Van Popper's 11 ground rules are anodyne (see below). They soothe but do not surprise. They are neither candy nor medicine but roughage, in one tube and out another. This is true of many books in the business-advice genre, so why are these tomes so plentiful?

Why do people read them?

They read them for the same reason children read fairytales: to inculcate a sense of order amid a chaotic world.

To see what I mean, substitute "businessperson" for "child" in this passage from Bruno Bettelheim's The Uses of Enchantment: The Meaning and Importance of Fairy Tales (1976):

"Just because his life is often bewildering to him, the child needs even more to be given the chance to understand himself in this complex world with which he must learn to cope. To be able to do so, the child must be helped to make some coherent sense out of the turmoil of his feelings. He needs ideas on how to bring his inner house into order, and on that basis be able to create order in his life."

This is what business-advice books do.

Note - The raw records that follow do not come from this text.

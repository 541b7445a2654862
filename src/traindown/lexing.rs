//! Lexer module for the traindown format
//!
//! Traindown is line based: every non-blank line holds exactly one construct, chosen by its
//! leading marker or its shape. Scanning therefore happens in two layers.
//!
//! Line classification
//!
//!     Each trimmed line is classified in a fixed order. The marker characters are
//!     configurable (see [`ScannerConfig`](crate::traindown::config::ScannerConfig)); the
//!     defaults are shown here.
//!
//!         //  comment           -> Comment
//!         @   date              -> Date
//!         #   key: value        -> Metadata
//!         *   note              -> Note
//!         +   Name:             -> MovementSuperset
//!         KEYWORD: value        -> the keyword's kind (LOAD, REPS, NOTE, ...)
//!         Name:                 -> Movement
//!         135 5r 3s             -> performance words
//!
//!     Anything else cannot be tokenized and fails the whole scan.
//!
//! Performance words
//!
//!     Lines starting with a digit or a period are split into words by a logos lexer (see
//!     [words]). A word carries its own kind through its suffix: `5r` is reps, `3s` sets,
//!     `1f` fails, `85%` percent of max, and `100kg` a load followed by its unit.

pub mod error;
pub mod scanner;
pub mod words;

pub use error::{ScanError, ScannerConfigError};
pub use scanner::Scanner;
pub use words::{lex_performance, Word};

They look at the complex mess of business life, the clash and bang, and they turn it into a story where the good guys live happily ever after.

This is their value - not their ersatz rules and methods, but rather their certainty that underneath it all, there arerules and methods. These are bedtime stories for business people.

What are Phillip Van Hooser's 11 ground rules for common sense leadership?

1 "All leaders are born, but none are born leaders; leadership is a choice, reinforced by individual effort."

2 "Leadership is not position; leadership is the ability to offer service and the willingness to take action."

3 "Leaders cannot operate in a vacuum; leadership requires willing and able followers."

4 "Leaders don't plan to be disrespected; leaders practice universal principles that earn respect."

5 "Leaders don't play loose with the truth; leaders lead from a position of unquestioned honesty."

6 "Leaders don't motivate followers; leaders search for the wants and needs that motivate followers."

7 "Leaders can't predict followers' behaviour; leaders need to know why people do what they do."

8 "Leaders don't overreact to problems; leaders prevent problems before they materialise."

9 "Leaders aren't fearless; leaders face their fears courageously."

10 "Leaders' wounds shouldn't be self-inflicted; leaders flourish when serious errors of judgement are avoided."

11 "Leaders don't always need to plough new ground; leaders can watch, listen, and learn from the success of others."

Tell me more about Van Hooser.

He is a public speaker and leadership consultant. He grew up in a farming town in Kentucky. His website says his clients include Lockheed Martin, BlueCross BlueShield, and associations of KFC and Subway franchisees.